La primera obra de Torres Molina es de 1977, Extraño juguete, estrenada en el Payró, con dirección de Lito Cruz, y con actuaciones de Elsa Berenguer, su pareja Tato Pavlovsky y Beatriz Matar, la única maestra que reconoce haber tenido en su profesión.
“No tengo una regla ni método para escribir. Nunca hice un taller de dramaturgia. Estudié actuación con Beatriz Matar, me lo aconsejaron porque era muy introvertida, me lo pasaba leyendo, escribiendo y haciendo deportes. Para las improvisaciones, escribía escenas a pedido de mis compañeros sin saber que estaba escribiendo teatro. De ahí pasé a una obra de media hora, que se hizo en el taller, y luego a Extraño juguete, con el placer de que mi maestra, la única que tuve en el ámbito teatral, fuera la protagonista”, dice.
–¿Por qué fue tan importante Beatriz Matar?
–Porque me abrió la puerta con su inteligencia y sensibilidad. Si me hubiera tocado uno de estos profesores muy críticos y duros habría durado un mes con lo tímida que era. Me sirvió mucho para dar clases: cuando ves a alguien inseguro si eso poquito que hace es estimulado, de a poco se va soltando y se anima a más hasta lograr cambios notables. Si a esa persona le decís: “no servís para esto, dedicate a otra cosa”, como he escuchado que les han dicho a actores, la frustrás. Tenían un poder y una jerarquía incuestionable pero esas tiranías ya no son posibles, han cambiado sus métodos.
–¿Cómo te reinsertaste al volver del exilio en Buenos Aires?
–Tenía otra obra, la segunda, Y a otra cosa mariposa, que empecé a ensayar en España pero como Tato quería volver a la Argentina, quedó trunco. Al llegar al país se la mostré a las pocas directoras que había en ese momento, a finales de 1981, a Laura Yusem y a Alejandro Boero, pero no podían. Entonces, me decidí a dirigirla yo. Fui la primera autora que dirigí mis propios textos. Diana Rasnovich, Cristina Escofet, Griselda Gambaro que era el faro, no lo hacían. En aquellos años, los autores eran autores y los directores, directores. Nunca pedí permiso, yo hago. Finalmente, estrenamos en 1982, poco antes de la Guerra por las Malvinas.
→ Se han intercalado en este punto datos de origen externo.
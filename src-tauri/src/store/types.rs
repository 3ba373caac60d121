use serde::de::DeserializeOwned;
use serde::{Deserialize, Serialize};
use serde_json::{Map, Value};

use crate::error::EcoConnectError;

/// A stored JSON object within a named collection.
#[derive(Debug, Clone, PartialEq, Serialize, Deserialize)]
#[serde(rename_all = "camelCase")]
pub struct Document {
    pub id: String,
    pub collection: String,
    pub data: Map<String, Value>,
    /// RFC 3339 timestamp assigned on first write.
    pub created_at: String,
    /// Store-wide insertion order.
    pub seq: i64,
}

impl Document {
    /// Decode the document body into a typed value.
    pub fn decode<T: DeserializeOwned>(&self) -> Result<T, EcoConnectError> {
        Ok(serde_json::from_value(Value::Object(self.data.clone()))?)
    }
}

#[derive(Debug, Clone, Copy, Default, PartialEq, Eq, Serialize, Deserialize)]
#[serde(rename_all = "lowercase")]
pub enum SortOrder {
    /// Oldest first.
    #[default]
    Ascending,
    /// Newest first.
    Descending,
}

/// Ordering and size of a collection read.
#[derive(Debug, Clone, Copy, Default, PartialEq, Eq, Serialize, Deserialize)]
pub struct Query {
    pub order: SortOrder,
    pub limit: Option<usize>,
}

impl Query {
    pub fn oldest_first() -> Self {
        Self {
            order: SortOrder::Ascending,
            limit: None,
        }
    }

    pub fn newest_first() -> Self {
        Self {
            order: SortOrder::Descending,
            limit: None,
        }
    }

    pub fn with_limit(self, limit: usize) -> Self {
        Self {
            limit: Some(limit),
            ..self
        }
    }
}

/// A single-field mutation applied by `DocumentStore::update`.
#[derive(Debug, Clone, PartialEq, Serialize, Deserialize)]
#[serde(tag = "op", content = "value", rename_all = "camelCase")]
pub enum FieldUpdate {
    /// Replace the field.
    Set(Value),
    /// Append to the array field unless an equal element is already present.
    ArrayUnion(Value),
    /// Remove every element equal to the value from the array field.
    ArrayRemove(Value),
}

impl FieldUpdate {
    /// Apply to `field` of `data`. A missing or non-array field is treated as
    /// an empty array by the array operations.
    pub fn apply(&self, data: &mut Map<String, Value>, field: &str) {
        match self {
            FieldUpdate::Set(value) => {
                data.insert(field.to_string(), value.clone());
            }
            FieldUpdate::ArrayUnion(value) => {
                let items = array_field(data, field);
                if !items.contains(value) {
                    items.push(value.clone());
                }
            }
            FieldUpdate::ArrayRemove(value) => {
                let items = array_field(data, field);
                items.retain(|v| v != value);
            }
        }
    }
}

fn array_field<'a>(data: &'a mut Map<String, Value>, field: &str) -> &'a mut Vec<Value> {
    let slot = data
        .entry(field.to_string())
        .or_insert_with(|| Value::Array(Vec::new()));
    if !slot.is_array() {
        *slot = Value::Array(Vec::new());
    }
    match slot {
        Value::Array(items) => items,
        _ => unreachable!("slot was just set to an array"),
    }
}

/// An ordered read of a collection delivered to subscribers.
#[derive(Debug, Clone, PartialEq, Serialize, Deserialize)]
pub struct Snapshot {
    pub collection: String,
    pub documents: Vec<Document>,
    /// Store write counter at the time the snapshot was taken.
    pub version: u64,
}

#[cfg(test)]
mod tests {
    use super::*;
    use serde_json::json;

    fn object(value: Value) -> Map<String, Value> {
        match value {
            Value::Object(map) => map,
            _ => panic!("expected object"),
        }
    }

    #[test]
    fn test_set_replaces_field() {
        let mut data = object(json!({"content": "old"}));
        FieldUpdate::Set(json!("new")).apply(&mut data, "content");
        assert_eq!(data["content"], "new");
    }

    #[test]
    fn test_array_union_does_not_duplicate() {
        let mut data = object(json!({"likes": ["a"]}));
        FieldUpdate::ArrayUnion(json!("b")).apply(&mut data, "likes");
        FieldUpdate::ArrayUnion(json!("a")).apply(&mut data, "likes");
        assert_eq!(data["likes"], json!(["a", "b"]));
    }

    #[test]
    fn test_array_union_creates_missing_field() {
        let mut data = object(json!({}));
        FieldUpdate::ArrayUnion(json!({"id": 1})).apply(&mut data, "comments");
        assert_eq!(data["comments"], json!([{"id": 1}]));
    }

    #[test]
    fn test_array_remove_removes_all_equal() {
        let mut data = object(json!({"likes": ["a", "b", "a"]}));
        FieldUpdate::ArrayRemove(json!("a")).apply(&mut data, "likes");
        assert_eq!(data["likes"], json!(["b"]));
    }

    #[test]
    fn test_array_ops_reset_non_array_field() {
        let mut data = object(json!({"likes": 3}));
        FieldUpdate::ArrayRemove(json!("a")).apply(&mut data, "likes");
        assert_eq!(data["likes"], json!([]));
    }

    #[test]
    fn test_document_decode() {
        #[derive(Deserialize)]
        struct Body {
            content: String,
        }
        let doc = Document {
            id: "abc".to_string(),
            collection: "posts".to_string(),
            data: object(json!({"content": "hello", "extra": true})),
            created_at: "2026-01-01T00:00:00Z".to_string(),
            seq: 1,
        };
        let body: Body = doc.decode().unwrap();
        assert_eq!(body.content, "hello");
    }
}
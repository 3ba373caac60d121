pub mod auth;
pub mod chat;
mod commands;
pub mod community;
pub mod config;
pub mod error;
pub mod footprint;
pub mod state;
pub mod store;
pub mod timefmt;
pub mod tips;
pub mod weather;

pub use error::EcoConnectError;
pub use state::AppState;

/// Event carrying the signed-in user (or `null`) after every auth change.
pub const AUTH_EVENT: &str = "auth://state";

pub fn run() {
    tracing_subscriber::fmt()
        .with_env_filter(
            tracing_subscriber::EnvFilter::try_from_default_env()
                .unwrap_or_else(|_| tracing_subscriber::EnvFilter::new("info")),
        )
        .init();

    tauri::Builder::default()
        .plugin(tauri_plugin_store::Builder::new().build())
        .invoke_handler(tauri::generate_handler![
            commands::footprint::calculate_footprint,
            commands::footprint::default_profile,
            commands::tips::list_tips,
            commands::tips::filter_tips,
            commands::tips::daily_tip,
            commands::auth::sign_up,
            commands::auth::sign_in,
            commands::auth::sign_out,
            commands::auth::current_user,
            commands::community::list_posts,
            commands::community::create_post,
            commands::community::toggle_like,
            commands::community::add_comment,
            commands::community::community_directory,
            commands::community::subscribe_posts,
            commands::chat::list_chats,
            commands::chat::list_contacts,
            commands::chat::search_chats,
            commands::chat::list_messages,
            commands::chat::send_message,
            commands::chat::subscribe_chat,
            commands::subscriptions::unsubscribe,
            commands::weather::get_weather,
            commands::keychain::set_api_key,
            commands::keychain::get_api_key,
            commands::keychain::delete_api_key,
            commands::config::get_preference,
            commands::config::set_preference,
        ])
        .setup(|app| {
            use tauri::{Emitter, Manager};

            let data_dir = app.path().app_data_dir()?;
            let config_dir = app.path().app_config_dir()?;
            let config = config::resolve_config(&config_dir);
            let catalog = state::resolve_catalog(&config_dir);
            let app_state = AppState::open(&data_dir, config, catalog)?;

            // Forward auth-state changes to the frontend
            let mut auth_rx = app_state.session.watch();
            let handle = app.handle().clone();
            tauri::async_runtime::spawn(async move {
                while auth_rx.changed().await.is_ok() {
                    let user = auth_rx.borrow_and_update().clone();
                    if let Err(e) = handle.emit(AUTH_EVENT, user) {
                        tracing::warn!("Failed to emit {}: {}", AUTH_EVENT, e);
                    }
                }
            });

            app.manage(app_state);
            tracing::info!("EcoConnect backend ready, data in {:?}", data_dir);
            Ok(())
        })
        .run(tauri::generate_context!())
        .expect("error while running tauri application");
}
Fue una experiencia fantástica, mujeres interpretando a cinco hombres en distintos momentos de la vida, desde niños a viejos, una muestra del machismo y patriarcado en forma cruda, con mucho humor negro, que hacían Silvia Baylé, Lina De Simone, Elvira Onetto y Analía Agulló. Con la fantástica asistencia de Ana María Gómez, fundamental en esos cambios vertiginosos. Ahora se habla de Petróleo (la obra del grupo Piel de Lava) como novedad y ya lo habíamos hecho hace más de 30 años.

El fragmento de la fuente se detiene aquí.